Hi webkit-dev,
Brent (CC’d) and I are rolling out changes to how we represent feature flags in
WebKit. As of https://commits.webkit.org/258448@main, the WebPreferences*.yaml
files have been merged to one feature list:
Source/WTF/Preferences/UnifiedWebPreferences.yaml
Instead of having separate lists of experimental features, internal debug
features, etc., each feature now has a `status` field. A feature’s status
determines which UIs it is visible in (if any), and in the future will control
its default value. Right now, these are the semantic meanings of the features
status:
embedder Adjust WebKit behavior for embedding application needs.
unstable Feature in active development. Unfinished, no promise
it is usable or safe.
internal Tools for debugging the WebKit engine.

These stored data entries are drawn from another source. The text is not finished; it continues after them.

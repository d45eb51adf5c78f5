use std::fmt;
use std::str::FromStr;

use serde::{Deserialize, Serialize};

/// Child indices from the root container to a node, written `"2.0.1"`.
#[derive(Debug, Clone, Default, PartialEq, Eq, Hash, Serialize, Deserialize)]
#[serde(into = "String", try_from = "String")]
pub struct DisplayPath(Vec<usize>);

impl DisplayPath {
    pub fn new(indices: Vec<usize>) -> Self {
        Self(indices)
    }

    pub fn root() -> Self {
        Self(Vec::new())
    }

    pub fn indices(&self) -> &[usize] {
        &self.0
    }

    pub fn is_root(&self) -> bool {
        self.0.is_empty()
    }

    pub fn child(&self, index: usize) -> Self {
        let mut indices = self.0.clone();
        indices.push(index);
        Self(indices)
    }
}

impl fmt::Display for DisplayPath {
    fn fmt(&self, f: &mut fmt::Formatter<'_>) -> fmt::Result {
        for (n, idx) in self.0.iter().enumerate() {
            if n > 0 {
                f.write_str(".")?;
            }
            write!(f, "{idx}")?;
        }
        Ok(())
    }
}

impl FromStr for DisplayPath {
    type Err = std::num::ParseIntError;

    fn from_str(s: &str) -> Result<Self, Self::Err> {
        if s.is_empty() {
            return Ok(Self::root());
        }
        s.split('.')
            .map(str::parse)
            .collect::<Result<Vec<_>, _>>()
            .map(Self)
    }
}

impl From<DisplayPath> for String {
    fn from(path: DisplayPath) -> Self {
        path.to_string()
    }
}

impl TryFrom<String> for DisplayPath {
    type Error = std::num::ParseIntError;

    fn try_from(s: String) -> Result<Self, Self::Error> {
        s.parse()
    }
}

/// A position in the display tree. `offset` counts logical chars from the
/// start of the addressed node: chars into a text leaf, or chars into an
/// element counting its hidden prefix marker.
#[derive(Debug, Clone, Default, PartialEq, Eq, Serialize, Deserialize)]
pub struct DisplayPoint {
    pub path: DisplayPath,
    pub offset: usize,
}

impl DisplayPoint {
    pub fn new(path: DisplayPath, offset: usize) -> Self {
        Self { path, offset }
    }
}

/// Selection handed to the render sink.
#[derive(Debug, Clone, PartialEq, Eq, Serialize, Deserialize)]
pub struct Selection {
    pub anchor: DisplayPoint,
    pub focus: DisplayPoint,
    pub collapsed: bool,
}

impl Default for Selection {
    /// Start of the first line.
    fn default() -> Self {
        let start = DisplayPoint::new(DisplayPath::new(vec![0]), 0);
        Self {
            anchor: start.clone(),
            focus: start,
            collapsed: true,
        }
    }
}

Not generally
useful to web developers.
developer Tools for web developers.
testable Enabled by default in test infrastructure, but not
ready to ship yet. Should be accessible for STP users who wish to activate them
for testing and feedback.
preview Enabled by default in Safari Technology Preview, but not
considered ready to ship yet.
stable Enabled by default and ready for general use, but UI to toggle
the feature remains to support debugging, A/B testing.
shipping Enabled by default and ready for general use, but no UI
to toggle. In general, will be removed 1 year after the change to shipping.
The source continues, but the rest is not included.